Cuando la mayoría de la gente piensa en millonarios, imaginan a algún empresario que trabaja entorno al reloj, ardiendo apasionadamente lejos en la búsqueda de la grandeza.

Sin embargo, el 39% de los millonarios que se hizo a sí mismo en este estudio se convirtieron en ricos trabajando para otra persona. Aquellos millonarios que hicieron sus millones como empleados hicieron una o más de las siguientes cosas. Ellos …

… han hecho muchas horas. Las personas que estudió trabajaron un promedio de 51 horas a la semana. 44 por ciento comenzaron su jornada de trabajo tres horas antes que otros empleados dentro de su empresa.

… desarrollaron un nicho dentro de su empresa. Había nichos típicamente evitados por otros porque implicaban más trabajo, tenían obstáculos, o requerían una inversión enorme en tiempo para la curva de aprendizaje.

… forjaron fuertes relaciones con los tomadores de decisiones. Construyeron relaciones fuertes con los altos ejecutivos dentro de la compañía y con los altos ejecutivos en otras compañías dentro de su industria (es decir, grupos del comercio, grupos caritativos, organizaciones sin fines de lucro). Se ofrecieron en la misma caridad o sin fines de lucro como ejecutivos de alto nivel en su empresa.

… asumieron una responsabilidad adicional. Buscan proyectos que les permitan aprender nuevas habilidades o desarrollar habilidades existentes. Ellos asumieron proyectos que les permitieron trabajar con otras personas de alto nivel dentro de su organización, mostrando sus habilidades, conocimientos y ética de trabajo a otros dentro de la compañía con quienes no trabajaban en el día a día.

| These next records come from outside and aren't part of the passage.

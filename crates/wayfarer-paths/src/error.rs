use thiserror::Error;
use wayfarer_core::{ConfigError, Point};

/// Invariant violations detected while a search is running.
#[derive(Debug, Clone, PartialEq, Error)]
pub enum SearchError {
    /// Both engines order their frontier on the assumption that edge costs
    /// are finite and non-negative; such an edge aborts the run.
    #[error("edge {from} -> {to} has invalid cost {cost}")]
    InvalidEdgeCost { from: Point, to: Point, cost: f64 },
}

/// Anything that can stop a routing request.
#[derive(Debug, Clone, PartialEq, Error)]
pub enum RouteError {
    #[error(transparent)]
    Config(#[from] ConfigError),

    #[error(transparent)]
    Search(#[from] SearchError),
}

… desarrollaron paciencia y persistencia. Muchos empleados que se les niega la promoción creen que merecen dejar su empresa. Los empleados ricos lo atraparon y finalmente fueron recompensados ​​con la promoción que deseaban.

… controlaban sus emociones. Hicieron un hábito en ser optimistas y se hicieron el hábito de no perder nunca su temperamento. Esto puso a otros con los que trabajaron a gusto. Porque a la gente le gustaba trabajar con ellos, fueron los primeros en recibir las promociones.

… compartieron buenos chismes. La mayoría de los chismes son negativos. Un buen chisme es cuando se hace un hábito de decir sólo cosas positivas, agradables sobre otros dentro de la organización cuando no están alrededor. El chisme bueno y malo siempre tiene una manera de encontrar una audiencia. Los empleados millonarios desarrollaron una reputación de decir cosas agradables sobre otros. Como resultado, eran muy queridos y confiaban en otros.